» **Your instructions**
The full set of entries should be repeated without a single change.

(Data excerpts)

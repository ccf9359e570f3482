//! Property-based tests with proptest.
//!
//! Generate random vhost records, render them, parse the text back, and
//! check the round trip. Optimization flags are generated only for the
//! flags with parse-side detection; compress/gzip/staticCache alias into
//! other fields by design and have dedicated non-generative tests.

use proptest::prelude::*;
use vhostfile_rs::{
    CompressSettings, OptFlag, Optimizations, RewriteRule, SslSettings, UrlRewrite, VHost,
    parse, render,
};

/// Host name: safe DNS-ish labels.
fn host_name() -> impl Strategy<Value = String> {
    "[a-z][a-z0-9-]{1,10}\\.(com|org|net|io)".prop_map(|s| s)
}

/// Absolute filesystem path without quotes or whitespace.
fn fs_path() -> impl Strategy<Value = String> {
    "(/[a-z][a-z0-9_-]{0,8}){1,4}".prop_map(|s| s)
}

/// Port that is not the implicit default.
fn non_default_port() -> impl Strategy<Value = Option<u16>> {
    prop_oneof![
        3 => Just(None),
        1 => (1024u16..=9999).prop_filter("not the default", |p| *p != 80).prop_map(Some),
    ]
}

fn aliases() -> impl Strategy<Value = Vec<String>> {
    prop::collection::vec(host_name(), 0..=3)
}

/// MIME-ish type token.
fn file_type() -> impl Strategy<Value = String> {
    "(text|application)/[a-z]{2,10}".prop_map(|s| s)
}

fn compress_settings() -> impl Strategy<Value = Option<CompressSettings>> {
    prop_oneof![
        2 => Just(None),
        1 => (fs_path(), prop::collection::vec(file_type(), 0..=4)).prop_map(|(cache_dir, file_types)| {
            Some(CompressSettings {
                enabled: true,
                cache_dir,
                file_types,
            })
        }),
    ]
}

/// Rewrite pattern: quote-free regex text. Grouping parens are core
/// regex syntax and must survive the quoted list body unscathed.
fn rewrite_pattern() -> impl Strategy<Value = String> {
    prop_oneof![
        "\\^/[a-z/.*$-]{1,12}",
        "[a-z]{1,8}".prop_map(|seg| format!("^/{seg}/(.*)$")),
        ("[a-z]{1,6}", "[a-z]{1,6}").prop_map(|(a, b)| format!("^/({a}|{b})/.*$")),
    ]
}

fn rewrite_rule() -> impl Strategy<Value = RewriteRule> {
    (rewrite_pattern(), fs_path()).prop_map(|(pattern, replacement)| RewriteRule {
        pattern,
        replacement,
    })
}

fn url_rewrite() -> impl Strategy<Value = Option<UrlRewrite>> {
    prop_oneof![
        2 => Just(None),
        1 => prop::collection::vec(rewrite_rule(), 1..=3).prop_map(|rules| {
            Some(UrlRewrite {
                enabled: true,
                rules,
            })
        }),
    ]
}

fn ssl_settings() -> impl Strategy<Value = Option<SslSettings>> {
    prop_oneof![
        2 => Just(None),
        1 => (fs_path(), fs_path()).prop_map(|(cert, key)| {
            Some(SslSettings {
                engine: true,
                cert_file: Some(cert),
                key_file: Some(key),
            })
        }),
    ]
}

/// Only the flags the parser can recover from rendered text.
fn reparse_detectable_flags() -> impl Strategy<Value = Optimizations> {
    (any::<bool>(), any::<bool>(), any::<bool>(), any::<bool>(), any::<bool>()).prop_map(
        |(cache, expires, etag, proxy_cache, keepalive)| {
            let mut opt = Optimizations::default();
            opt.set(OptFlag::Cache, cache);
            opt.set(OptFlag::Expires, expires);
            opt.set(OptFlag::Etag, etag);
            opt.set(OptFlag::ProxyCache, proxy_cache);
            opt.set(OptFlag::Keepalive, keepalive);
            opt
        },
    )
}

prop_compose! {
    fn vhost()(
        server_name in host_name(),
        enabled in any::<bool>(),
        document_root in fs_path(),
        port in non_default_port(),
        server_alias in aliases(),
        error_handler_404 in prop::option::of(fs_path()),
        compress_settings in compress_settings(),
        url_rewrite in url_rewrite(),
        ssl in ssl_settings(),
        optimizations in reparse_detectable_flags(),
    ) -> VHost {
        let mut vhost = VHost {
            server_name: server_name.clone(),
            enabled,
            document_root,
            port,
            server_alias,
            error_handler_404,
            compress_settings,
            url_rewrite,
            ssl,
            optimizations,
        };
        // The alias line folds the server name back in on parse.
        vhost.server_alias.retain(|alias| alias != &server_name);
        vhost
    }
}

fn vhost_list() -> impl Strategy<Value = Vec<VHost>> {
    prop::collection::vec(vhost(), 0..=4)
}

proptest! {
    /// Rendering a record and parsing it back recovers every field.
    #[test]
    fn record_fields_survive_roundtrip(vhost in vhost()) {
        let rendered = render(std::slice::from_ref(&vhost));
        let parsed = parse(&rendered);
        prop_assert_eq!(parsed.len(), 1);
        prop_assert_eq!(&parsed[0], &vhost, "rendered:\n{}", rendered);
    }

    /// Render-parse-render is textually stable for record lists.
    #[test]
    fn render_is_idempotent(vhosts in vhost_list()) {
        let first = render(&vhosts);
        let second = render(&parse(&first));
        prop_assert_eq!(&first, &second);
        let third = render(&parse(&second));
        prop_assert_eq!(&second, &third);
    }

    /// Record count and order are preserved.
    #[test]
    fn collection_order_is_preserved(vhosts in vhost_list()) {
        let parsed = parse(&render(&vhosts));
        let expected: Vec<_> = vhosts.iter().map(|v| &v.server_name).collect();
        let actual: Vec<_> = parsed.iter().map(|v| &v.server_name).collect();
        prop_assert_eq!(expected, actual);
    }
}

(End Data excerpts)

» **Exercise answer**
repository ccf9359e570f3482
//! Property-based tests with proptest.
//!
//! Generate random vhost records, render them, parse the text back, and
//! check the round trip. Optimization flags are generated only for the
//! flags with parse-side detection; compress/gzip/staticCache alias into
//! other fields by design and have dedicated non-generative tests.

use proptest::prelude::*;
use vhostfile_rs::{
    CompressSettings, OptFlag, Optimizations, RewriteRule, SslSettings, UrlRewrite, VHost,
    parse, render,
};

/// Host name: safe DNS-ish labels.
fn host_name() -> impl Strategy<Value = String> {
    "[a-z][a-z0-9-]{1,10}\\.(com|org|net|io)".prop_map(|s| s)
}

/// Absolute filesystem path without quotes or whitespace.
fn fs_path() -> impl Strategy<Value = String> {
    "(/[a-z][a-z0-9_-]{0,8}){1,4}".prop_map(|s| s)
}

/// Port that is not the implicit default.
fn non_default_port() -> impl Strategy<Value = Option<u16>> {
    prop_oneof![
        3 => Just(None),
        1 => (1024u16..=9999).prop_filter("not the default", |p| *p != 80).prop_map(Some),
    ]
}

fn aliases() -> impl Strategy<Value = Vec<String>> {
    prop::collection::vec(host_name(), 0..=3)
}

/// MIME-ish type token.
fn file_type() -> impl Strategy<Value = String> {
    "(text|application)/[a-z]{2,10}".prop_map(|s| s)
}

fn compress_settings() -> impl Strategy<Value = Option<CompressSettings>> {
    prop_oneof![
        2 => Just(None),
        1 => (fs_path(), prop::collection::vec(file_type(), 0..=4)).prop_map(|(cache_dir, file_types)| {
            Some(CompressSettings {
                enabled: true,
                cache_dir,
                file_types,
            })
        }),
    ]
}

/// Rewrite pattern: quote-free regex text. Grouping parens are core
/// regex syntax and must survive the quoted list body unscathed.
fn rewrite_pattern() -> impl Strategy<Value = String> {
    prop_oneof![
        "\\^/[a-z/.*$-]{1,12}",
        "[a-z]{1,8}".prop_map(|seg| format!("^/{seg}/(.*)$")),
        ("[a-z]{1,6}", "[a-z]{1,6}").prop_map(|(a, b)| format!("^/({a}|{b})/.*$")),
    ]
}

fn rewrite_rule() -> impl Strategy<Value = RewriteRule> {
    (rewrite_pattern(), fs_path()).prop_map(|(pattern, replacement)| RewriteRule {
        pattern,
        replacement,
    })
}

fn url_rewrite() -> impl Strategy<Value = Option<UrlRewrite>> {
    prop_oneof![
        2 => Just(None),
        1 => prop::collection::vec(rewrite_rule(), 1..=3).prop_map(|rules| {
            Some(UrlRewrite {
                enabled: true,
                rules,
            })
        }),
    ]
}

fn ssl_settings() -> impl Strategy<Value = Option<SslSettings>> {
    prop_oneof![
        2 => Just(None),
        1 => (fs_path(), fs_path()).prop_map(|(cert, key)| {
            Some(SslSettings {
                engine: true,
                cert_file: Some(cert),
                key_file: Some(key),
            })
        }),
    ]
}

/// Only the flags the parser can recover from rendered text.
fn reparse_detectable_flags() -> impl Strategy<Value = Optimizations> {
    (any::<bool>(), any::<bool>(), any::<bool>(), any::<bool>(), any::<bool>()).prop_map(
        |(cache, expires, etag, proxy_cache, keepalive)| {
            let mut opt = Optimizations::default();
            opt.set(OptFlag::Cache, cache);
            opt.set(OptFlag::Expires, expires);
            opt.set(OptFlag::Etag, etag);
            opt.set(OptFlag::ProxyCache, proxy_cache);
            opt.set(OptFlag::Keepalive, keepalive);
            opt
        },
    )
}

prop_compose! {
    fn vhost()(
        server_name in host_name(),
        enabled in any::<bool>(),
        document_root in fs_path(),
        port in non_default_port(),
        server_alias in aliases(),
        error_handler_404 in prop::option::of(fs_path()),
        compress_settings in compress_settings(),
        url_rewrite in url_rewrite(),
        ssl in ssl_settings(),
        optimizations in reparse_detectable_flags(),
    ) -> VHost {
        let mut vhost = VHost {
            server_name: server_name.clone(),
            enabled,
            document_root,
            port,
            server_alias,
            error_handler_404,
            compress_settings,
            url_rewrite,
            ssl,
            optimizations,
        };
        // The alias line folds the server name back in on parse.
        vhost.server_alias.retain(|alias| alias != &server_name);
        vhost
    }
}

fn vhost_list() -> impl Strategy<Value = Vec<VHost>> {
    prop::collection::vec(vhost(), 0..=4)
}

proptest! {
    /// Rendering a record and parsing it back recovers every field.
    #[test]
    fn record_fields_survive_roundtrip(vhost in vhost()) {
        let rendered = render(std::slice::from_ref(&vhost));
        let parsed = parse(&rendered);
        prop_assert_eq!(parsed.len(), 1);
        prop_assert_eq!(&parsed[0], &vhost, "rendered:\n{}", rendered);
    }

    /// Render-parse-render is textually stable for record lists.
    #[test]
    fn render_is_idempotent(vhosts in vhost_list()) {
        let first = render(&vhosts);
        let second = render(&parse(&first));
        prop_assert_eq!(&first, &second);
        let third = render(&parse(&second));
        prop_assert_eq!(&second, &third);
    }

    /// Record count and order are preserved.
    #[test]
    fn collection_order_is_preserved(vhosts in vhost_list()) {
        let parsed = parse(&render(&vhosts));
        let expected: Vec<_> = vhosts.iter().map(|v| &v.server_name).collect();
        let actual: Vec<_> = parsed.iter().map(|v| &v.server_name).collect();
        prop_assert_eq!(expected, actual);
    }
}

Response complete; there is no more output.